Mongol Zurag is the traditional national painting

Mongol Zurag is the traditional national painting. Painting is the major genre of the Mongolian fine arts that came into being in ancient times. The traditional Mongol zurag or painting style has been developed from the prehistoric rock paintings. This style of painting has long brush strokes which taper at the end. It also tends to feature bright colors.

Prehistoric artists, either carved silhouettes on rock, or painted figures in predominantly red pigments from mineral ore. Ancient petroglyphs created before recorded history, and later, various Shaman symbols and sacred place identifications, bring us the voices and visions of the ancestors. These works usually depict hunting trophies and domesticated livestock, and more rarely, people and even carts with wheels.

The oldest examples of rock painting in Mongolia are located at Khoit-Tsenkher Cave in Hovd Aimag. Painted in ochre on cave walls, these Stone Age paintings depict mammoths, sheep and ostriches. Later, cave paintings from the Bronze Age show animals, hunting scenes, carriages and various symbols.

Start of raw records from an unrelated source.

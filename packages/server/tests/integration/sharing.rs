use common::Permission;
use syncserver::error::SyncError;
use syncserver::file_index::{FileIndexKey, FileIndexStore};
use syncserver::lock::{LockManager, sharing_group_lock_name};
use syncserver::sharing::{InvitationService, NewInvitation, SharingService};
use uuid::Uuid;

use crate::common::{TestApp, v0};

mod groups {
    use super::*;

    #[tokio::test]
    async fn owning_user_creates_group_as_admin() {
        let app = TestApp::new().await;
        let alice = app.owning_user("alice").await;
        let uuid = Uuid::new_v4();

        let group = SharingService::new(&app.db)
            .create_group(&alice, Some(uuid), Some("Photos".into()))
            .await
            .unwrap();
        assert_eq!(group.sharing_group_uuid, uuid);
        assert!(!group.deleted);

        let summaries = SharingService::new(&app.db)
            .groups_for_user(alice.id)
            .await
            .unwrap();
        assert_eq!(summaries.len(), 1);
        assert_eq!(summaries[0].sharing_group_uuid, uuid);
        assert_eq!(summaries[0].name.as_deref(), Some("Photos"));
        assert_eq!(summaries[0].permission, Permission::Admin);
        assert_eq!(summaries[0].master_version, 0);
    }

    #[tokio::test]
    async fn duplicate_group_uuid_is_rejected() {
        let app = TestApp::new().await;
        let alice = app.owning_user("alice").await;
        let group = app.create_group(&alice).await;

        let err = SharingService::new(&app.db)
            .create_group(&alice, Some(group), None)
            .await
            .unwrap_err();
        assert!(matches!(err, SyncError::Validation(_)));
    }

    #[tokio::test]
    async fn sharing_user_cannot_create_group() {
        let app = TestApp::new().await;
        let sam = app.sharing_user("sam").await;

        let err = SharingService::new(&app.db)
            .create_group(&sam, None, None)
            .await
            .unwrap_err();
        assert!(matches!(err, SyncError::PermissionDenied(_)));
    }

    #[tokio::test]
    async fn rename_requires_admin() {
        let app = TestApp::new().await;
        let alice = app.owning_user("alice").await;
        let bob = app.owning_user("bob").await;
        let group = app.create_group(&alice).await;
        app.join(&alice, group, &bob, Permission::Write).await;
        let sharing = SharingService::new(&app.db);

        let err = sharing
            .rename_group(bob.id, group, Some("Mine".into()))
            .await
            .unwrap_err();
        assert!(matches!(err, SyncError::PermissionDenied(_)));

        sharing
            .rename_group(alice.id, group, Some("Renamed".into()))
            .await
            .unwrap();
        let renamed = sharing.group(group).await.unwrap().unwrap();
        assert_eq!(renamed.name.as_deref(), Some("Renamed"));
    }

    #[tokio::test]
    async fn deleted_group_refuses_operations() {
        let app = TestApp::new().await;
        let alice = app.owning_user("alice").await;
        let group = app.create_group(&alice).await;
        let sharing = SharingService::new(&app.db);

        sharing
            .soft_delete_group(alice.id, group, app.config.sync.commit_lock_expiry())
            .await
            .unwrap();

        let err = sharing
            .require_permission(group, alice.id, Permission::Read)
            .await
            .unwrap_err();
        assert!(matches!(err, SyncError::NotFound(_)));
        assert!(sharing.groups_for_user(alice.id).await.unwrap().is_empty());
    }

    #[tokio::test]
    async fn deleting_group_tombstones_files_and_removes_members() {
        let app = TestApp::new().await;
        let alice = app.owning_user("alice").await;
        let bob = app.owning_user("bob").await;
        let group = app.create_group(&alice).await;
        app.join(&alice, group, &bob, Permission::Write).await;

        let device = Uuid::new_v4();
        let files = [Uuid::new_v4(), Uuid::new_v4()];
        app.stage(&alice, device, group, v0(files[0], "abc")).await;
        app.commit_ok(&alice, device, group, 0).await;
        app.stage(&bob, device, group, v0(files[1], "def")).await;
        app.commit_ok(&bob, device, group, 1).await;

        let invitation = InvitationService::new(&app.db)
            .create_invitation(
                &alice,
                NewInvitation {
                    sharing_group_uuid: group,
                    permission: Permission::Read,
                    number_acceptors: None,
                    allow_social_acceptance: false,
                    expiry_secs: None,
                },
                &app.config.invitation,
            )
            .await
            .unwrap();

        let sharing = SharingService::new(&app.db);
        sharing
            .soft_delete_group(alice.id, group, app.config.sync.commit_lock_expiry())
            .await
            .unwrap();

        assert_eq!(app.current_version(group).await, 3);
        let index = FileIndexStore::new(&app.db);
        for file in files {
            let tombstone = index
                .find(FileIndexKey::File {
                    sharing_group_uuid: group,
                    file_uuid: file,
                })
                .await
                .unwrap()
                .unwrap();
            assert!(tombstone.deleted);
            assert_eq!(tombstone.file_version, 2);
        }
        assert!(sharing.members(group).await.unwrap().is_empty());
        assert!(
            InvitationService::new(&app.db)
                .lookup(invitation.sharing_invitation_uuid)
                .await
                .unwrap()
                .is_none()
        );
        assert!(sharing.group(group).await.unwrap().unwrap().deleted);
    }

    #[tokio::test]
    async fn only_an_admin_deletes_an_unlocked_group() {
        let app = TestApp::new().await;
        let alice = app.owning_user("alice").await;
        let bob = app.owning_user("bob").await;
        let group = app.create_group(&alice).await;
        app.join(&alice, group, &bob, Permission::Write).await;
        let sharing = SharingService::new(&app.db);
        let expiry = app.config.sync.commit_lock_expiry();

        let err = sharing.soft_delete_group(bob.id, group, expiry).await.unwrap_err();
        assert!(matches!(err, SyncError::PermissionDenied(_)));

        LockManager::new(&app.db)
            .acquire(&sharing_group_lock_name(group), "committer", expiry)
            .await
            .unwrap();
        let err = sharing.soft_delete_group(alice.id, group, expiry).await.unwrap_err();
        assert!(matches!(err, SyncError::Busy(_)));

        assert!(!sharing.group(group).await.unwrap().unwrap().deleted);
        assert_eq!(sharing.members(group).await.unwrap().len(), 2);
        assert_eq!(app.current_version(group).await, 0);
    }

    #[tokio::test]
    async fn non_member_is_denied() {
        let app = TestApp::new().await;
        let alice = app.owning_user("alice").await;
        let mallory = app.owning_user("mallory").await;
        let group = app.create_group(&alice).await;

        let err = SharingService::new(&app.db)
            .require_permission(group, mallory.id, Permission::Read)
            .await
            .unwrap_err();
        assert!(matches!(err, SyncError::PermissionDenied(_)));
    }

    #[tokio::test]
    async fn read_member_cannot_write() {
        let app = TestApp::new().await;
        let alice = app.owning_user("alice").await;
        let bob = app.owning_user("bob").await;
        let group = app.create_group(&alice).await;
        app.join(&alice, group, &bob, Permission::Read).await;

        let err = app
            .files()
            .stage_upload(&bob, Uuid::new_v4(), group, v0(Uuid::new_v4(), "abc"))
            .await
            .unwrap_err();
        assert!(matches!(err, SyncError::PermissionDenied(_)));
    }
}

mod leave {
    use super::*;

    #[tokio::test]
    async fn owning_user_leaving_tombstones_their_files() {
        let app = TestApp::new().await;
        let alice = app.owning_user("alice").await;
        let bob = app.owning_user("bob").await;
        let sam = app.sharing_user("sam").await;
        let group = app.create_group(&alice).await;
        app.join(&alice, group, &bob, Permission::Admin).await;
        app.join(&bob, group, &sam, Permission::Write).await;

        let device = Uuid::new_v4();
        let bobs_file = Uuid::new_v4();
        app.stage(&bob, device, group, v0(bobs_file, "abc")).await;
        app.commit_ok(&bob, device, group, 0).await;

        let alices_device = Uuid::new_v4();
        let alices_file = Uuid::new_v4();
        app.stage(&alice, alices_device, group, v0(alices_file, "def"))
            .await;
        app.commit_ok(&alice, alices_device, group, 1).await;

        let sharing = SharingService::new(&app.db);
        assert_eq!(
            sharing.membership(group, sam.id).await.unwrap().unwrap().owning_user_id,
            Some(bob.id)
        );

        let outcome = sharing
            .leave_group(&bob, group, app.config.sync.commit_lock_expiry())
            .await
            .unwrap();
        assert_eq!(outcome.files_deleted, 1);
        assert!(!outcome.group_deleted);
        assert_eq!(app.current_version(group).await, 3);

        let index = FileIndexStore::new(&app.db);
        let tombstone = index
            .find(FileIndexKey::File {
                sharing_group_uuid: group,
                file_uuid: bobs_file,
            })
            .await
            .unwrap()
            .unwrap();
        assert!(tombstone.deleted);
        assert_eq!(tombstone.file_version, 2);

        let kept = index
            .find(FileIndexKey::File {
                sharing_group_uuid: group,
                file_uuid: alices_file,
            })
            .await
            .unwrap()
            .unwrap();
        assert!(!kept.deleted);
        assert_eq!(kept.file_version, 1);

        assert!(sharing.membership(group, bob.id).await.unwrap().is_none());
        let sams_membership = sharing.membership(group, sam.id).await.unwrap().unwrap();
        assert_eq!(sams_membership.owning_user_id, None);
    }

    #[tokio::test]
    async fn leaving_without_files_keeps_master_version() {
        let app = TestApp::new().await;
        let alice = app.owning_user("alice").await;
        let bob = app.owning_user("bob").await;
        let group = app.create_group(&alice).await;
        app.join(&alice, group, &bob, Permission::Read).await;

        let outcome = SharingService::new(&app.db)
            .leave_group(&bob, group, app.config.sync.commit_lock_expiry())
            .await
            .unwrap();
        assert_eq!(outcome.files_deleted, 0);
        assert!(!outcome.group_deleted);
        assert_eq!(app.current_version(group).await, 0);
    }

    #[tokio::test]
    async fn last_member_leaving_deletes_group() {
        let app = TestApp::new().await;
        let alice = app.owning_user("alice").await;
        let group = app.create_group(&alice).await;
        let sharing = SharingService::new(&app.db);

        let outcome = sharing
            .leave_group(&alice, group, app.config.sync.commit_lock_expiry())
            .await
            .unwrap();
        assert!(outcome.group_deleted);
        assert!(sharing.group(group).await.unwrap().unwrap().deleted);
    }

    #[tokio::test]
    async fn non_member_cannot_leave() {
        let app = TestApp::new().await;
        let alice = app.owning_user("alice").await;
        let bob = app.owning_user("bob").await;
        let group = app.create_group(&alice).await;

        let err = SharingService::new(&app.db)
            .leave_group(&bob, group, app.config.sync.commit_lock_expiry())
            .await
            .unwrap_err();
        assert!(matches!(err, SyncError::NotFound(_)));
    }
}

Rock and cave paintings are, however, not the only important Mongolian early artwork. The earliest examples of monumental sculpture known, not only in Mongolia, but in Central Asia in general, are deer stones.

An example of very sophisticated workmanship and artistic abilities of early Mongolians are the ancient relics found in at the Hun tombs of "Noyon Uul" which date back to between 1AD and 3BC. Jewellery, pottery and other early artwork have been found here, but the most well regarded piece is a felt carpet which dates back around 2,000 years. The carpet shows a scene depicting beasts, fighting for survival. This genuinely artistic, expressive and at the same time ironic depiction of the beasts, fighting for survival can be considered not as merely decorative craft, also a wholesome work of fine art. The author's perfect knowledge of beasts' anatomy, characteristic behavioral traits and his command of hyperbola and expressiveness are obvious, and one could assume that the author intended to convey inter-tribal wars and victory of the Huns through these fighting animals. This magnificent creation of the Hun craftsmen testifies to the continuity of the Central Asian "stylized animal" art, preceded from the Bronze Age. The symmetrical composition, the rhythm, distinctive color combinations and the entire figurative reproduction give a vivid idea of artistic side of the imitative arts in this distant past.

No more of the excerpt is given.